Boris Johnson facing questions over Caribbean holiday as Tory donor denies footing the bill
Boris Johnson is facing questions over who paid for him and his girlfriend's New Year holiday to the Caribbean after a Conservative donor denied footing the bill for it.
The Prime Minister told Parliamentary authorities that his trip to Mustique with partner Carrie Symonds had been a £15,000 gift from Carphone Warehouse founder David Ross.
But Labour has urged the Prime Minister to "come clean" after a spokesperson for Mr Ross said he had not paid "any monies whatsoever" towards the trip.
The latest Commons register of interests for the Prime Minister includes a listing for: "Accommodation for a private holiday for my partner and me, value £15,000." The donor is listed as "Mr David Ross".
A spokesperson for the Tory donor told the Daily Mail: "Boris Johnson did not stay in David Ross’s house.
"Boris wanted some help to find somewhere in Mustique, David called the company who run all the villas and somebody had dropped out.
"So Boris got the use of a villa that was worth £15,000, but David Ross did not pay any monies whatsoever for this."
Asked about the declaration by the Prime Minister, Mr Ross's spokesperson said: "I believe it is a mistake."
And they said Mr Ross had "not put his hand in his pocket whatsoever and can obviously prove that – [he] most definitely did not pay anything and it was not his house.
"It was a house that was rented but the people could not turn up, so Boris Johnson got the use of it."
Labour has asked the Parliamentary Commissioner for Standards to investigate the declaration.
Shadow Cabinet Office Minister Jon Trickett said: "Boris Johnson must come clean about who has paid for his luxury trip.
"If he fails to do so, the Parliamentary Commissioner for Standards should step in and make him fess up.

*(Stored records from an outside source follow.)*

// End-to-end tests: routine JSON in, prompts out, prompts played back.
//
// These go through the public crate APIs only. Generation scenarios use fixed
// seeds so every assertion is reproducible; the session tests replay a built
// routine as raw MIDI bytes and check that scoring walks the whole queue.

use midi_practice_prng::NumberGenerator;
use midi_practice_routine::{
    NumberRange, ParentType, PracticeOverrides, Routine, RoutinePartSettings, RoutineSettings,
    ScaleRef, bake_parts,
};
use midi_practice_session::PracticeSession;
use midi_practice_theory::{BaseNote, NoteScale, ScaleFamily};
use pretty_assertions::assert_eq;
use routine_tests::{build, play_prompt, seeded_defaults, single_part_routine, warmup_routine};

#[test]
fn generator_golden_value_and_reset() {
    let mut generator = NumberGenerator::new(100.0, 32);
    let first = generator.next();
    assert_eq!(first, 0.1484375);
    assert_ne!(generator.next(), first);

    generator.reset();
    assert_eq!(generator.next(), first);
}

#[test]
fn major_scale_membership() {
    let scale = NoteScale::new(BaseNote::C, &[2, 2, 1, 2, 2, 2]);
    assert_eq!(scale.notes(), &[0, 2, 4, 5, 7, 9, 11]);
    assert!(scale.contains(12));
    assert!(!scale.contains(25));
    assert!(!scale.contains(-2));
    assert!(!scale.contains(132));
    assert_eq!(ScaleFamily::Major.intervals(), &[2, 2, 1, 2, 2, 2]);
}

#[test]
fn chromatic_single_part_is_reproducible() {
    let settings = single_part_routine(PracticeOverrides {
        prompt_count: Some(4),
        chord_ratio: Some(0),
        scale: Some(ScaleRef::new("chromatic", "C")),
        note_range: Some(NumberRange::new(60, 72)),
        ..PracticeOverrides::default()
    });
    let defaults = seeded_defaults(42.0);

    let routine = build(&settings, &defaults);
    assert_eq!(routine.parts.len(), 1);
    assert_eq!(routine.parts[0].repetitions.len(), 1);

    let prompts = &routine.parts[0].repetitions[0].prompts;
    assert_eq!(prompts.len(), 4);
    for (i, prompt) in prompts.iter().enumerate() {
        assert_eq!(prompt.index, i);
        assert_eq!(prompt.notes.len(), 1);
        assert!((60..=72).contains(&prompt.notes[0]));
    }

    assert_eq!(build(&settings, &defaults), routine);
}

#[test]
fn chromatic_single_part_golden_notes() {
    let settings = single_part_routine(PracticeOverrides {
        prompt_count: Some(4),
        chord_ratio: Some(0),
        scale: Some(ScaleRef::new("chromatic", "C")),
        note_range: Some(NumberRange::new(60, 72)),
        ..PracticeOverrides::default()
    });
    let routine = build(&settings, &seeded_defaults(100.0));

    let notes: Vec<Vec<u8>> = routine.parts[0]
        .prompts()
        .map(|p| p.notes.clone())
        .collect();
    assert_eq!(notes, vec![vec![70], vec![65], vec![64], vec![62]]);
}

#[test]
fn first_parent_inherits_scale_but_not_overrides() {
    let settings = RoutineSettings {
        parts: vec![
            RoutinePartSettings {
                overrides: PracticeOverrides {
                    scale: Some(ScaleRef::new("minor", "A")),
                    prompt_count: Some(8),
                    ..PracticeOverrides::default()
                },
                ..RoutinePartSettings::default()
            },
            RoutinePartSettings {
                parent_settings: ParentType::First,
                overrides: PracticeOverrides {
                    prompt_count: Some(3),
                    ..PracticeOverrides::default()
                },
                ..RoutinePartSettings::default()
            },
            RoutinePartSettings {
                parent_settings: ParentType::Settings,
                ..RoutinePartSettings::default()
            },
        ],
        ..RoutineSettings::new("d", "inheritance")
    };
    let defaults = seeded_defaults(7.0);

    let baked = bake_parts(&settings, &defaults);
    assert_eq!(baked[1].settings.scale, baked[0].settings.scale);
    assert_eq!(baked[1].settings.scale, ScaleRef::new("minor", "A"));
    assert_eq!(baked[0].settings.prompt_count, 8);
    assert_eq!(baked[1].settings.prompt_count, 3);
    assert_eq!(baked[2].settings.scale, defaults.scale);

    let routine = build(&settings, &defaults);
    let sizes: Vec<usize> = routine
        .parts
        .iter()
        .map(|p| p.repetitions[0].prompts.len())
        .collect();
    assert_eq!(sizes, vec![8, 3, defaults.prompt_count as usize]);
}

#[test]
fn cloned_repetitions_are_deep_copies() {
    let mut settings = single_part_routine(PracticeOverrides::default());
    settings.parts[0].repeat_count = 2;
    settings.parts[0].clone_repeat = true;

    let mut routine = build(&settings, &seeded_defaults(3.0));
    let reps = &mut routine.parts[0].repetitions;
    assert_eq!(reps.len(), 3);
    assert_eq!(reps[0], reps[1]);
    assert_eq!(reps[0], reps[2]);

    reps[0].prompts[0].color = "changed".into();
    reps[0].prompts[1].notes.push(0);
    assert_ne!(reps[0], reps[1]);
    assert_eq!(reps[1], reps[2]);
}

#[test]
fn warmup_demo_builds() {
    let settings = warmup_routine();
    let routine = build(&settings, &seeded_defaults(100.0));

    assert_eq!(routine.parts.len(), 3);
    let names: Vec<&str> = routine.parts.iter().map(|p| p.name.as_str()).collect();
    assert_eq!(
        names,
        vec!["G major, single notes", "G major, chords", "E minor, first five frets"]
    );

    // Cloned part: two identical repetitions of eight.
    let scales = &routine.parts[0];
    assert_eq!(scales.repetitions.len(), 2);
    assert_eq!(scales.repetitions[0], scales.repetitions[1]);
    assert!(scales.prompts().all(|p| !p.is_chord() && (55..=79).contains(&p.notes[0])));

    // Chord part inherits the scale, range and count from the previous part.
    let chords = &routine.parts[1];
    assert_eq!(chords.settings.settings.scale, ScaleRef::new("major", "G"));
    assert_eq!(chords.settings.settings.prompt_count, 8);
    assert_eq!(chords.settings.settings.min_success_velocity, 20);
    assert_eq!(chords.repetitions.len(), 1);
    let chord_prompts = chords.prompts().filter(|p| p.is_chord()).count();
    assert_eq!(chord_prompts, 3);

    // Fret part goes back to the first part, not the chord part.
    let frets = &routine.parts[2];
    assert_eq!(frets.settings.settings.chord_ratio, 0);
    assert!(!frets.settings.settings.require_octave);
    assert_eq!(frets.settings.settings.target_bpm, 72);
    assert_eq!(frets.prompts().count(), 12);
    let e_minor = NoteScale::new(BaseNote::E, ScaleFamily::Minor.intervals());
    assert!(frets.prompts().all(|p| {
        (40..=69).contains(&p.notes[0]) && e_minor.contains(i32::from(p.notes[0]))
    }));
}

#[test]
fn built_routine_survives_json() {
    let routine = build(&warmup_routine(), &seeded_defaults(11.0));
    let json = serde_json::to_string(&routine).unwrap();
    let back: Routine = serde_json::from_str(&json).unwrap();
    assert_eq!(back, routine);
}

#[test]
fn same_seed_same_routine_json() {
    let a = build(&warmup_routine(), &seeded_defaults(5.0));
    let b = build(&warmup_routine(), &seeded_defaults(5.0));
    assert_eq!(
        serde_json::to_string_pretty(&a).unwrap(),
        serde_json::to_string_pretty(&b).unwrap()
    );

    let c = build(&warmup_routine(), &seeded_defaults(6.0));
    assert_ne!(a, c);
}

#[test]
fn playing_every_prompt_completes_the_routine() {
    let routine = build(&warmup_routine(), &seeded_defaults(100.0));
    let total = routine.prompt_count();
    let mut session = PracticeSession::new(&routine).unwrap();
    assert_eq!(session.entries().len(), total);

    let prompts: Vec<_> = session.entries().iter().map(|e| e.prompt.clone()).collect();
    let mut last = None;
    for (i, prompt) in prompts.iter().enumerate() {
        let time = 1_000 + i as u64 * 500;
        let success = play_prompt(&mut session, prompt, time);
        assert!(success.is_some(), "prompt {i} ({}) not accepted", prompt.label());
        last = success;
    }

    let last = last.unwrap();
    assert!(last.wrapped);
    assert_eq!(last.part, 2);
    assert_eq!(session.current_index(), 0);
    assert_eq!(session.stop(), total as u32);
}

#[test]
fn wrong_notes_do_not_advance() {
    let routine = build(&warmup_routine(), &seeded_defaults(100.0));
    let mut session = PracticeSession::new(&routine).unwrap();

    // The first part is G major single notes; G# is never asked for.
    let mut wrong = session.current().prompt.clone();
    wrong.notes = vec![68];
    assert_eq!(play_prompt(&mut session, &wrong, 1_000), None);
    assert_eq!(session.current_index(), 0);
    assert_eq!(session.success_count(), 0);
}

"The public deserves to know who is paying for their Prime Minister’s jaunts."
Downing Street sources insisted that Mr Johnson’s holiday had been properly declared.
Commons rules require MPs to provide information about any financial interest which they "might reasonably consider to influence his or her actions or words as a Member of Parliament".
They must declare gifts and hospitality within 28 days of receiving it - and serious breaches can lead to an MP being suspended from the Commons.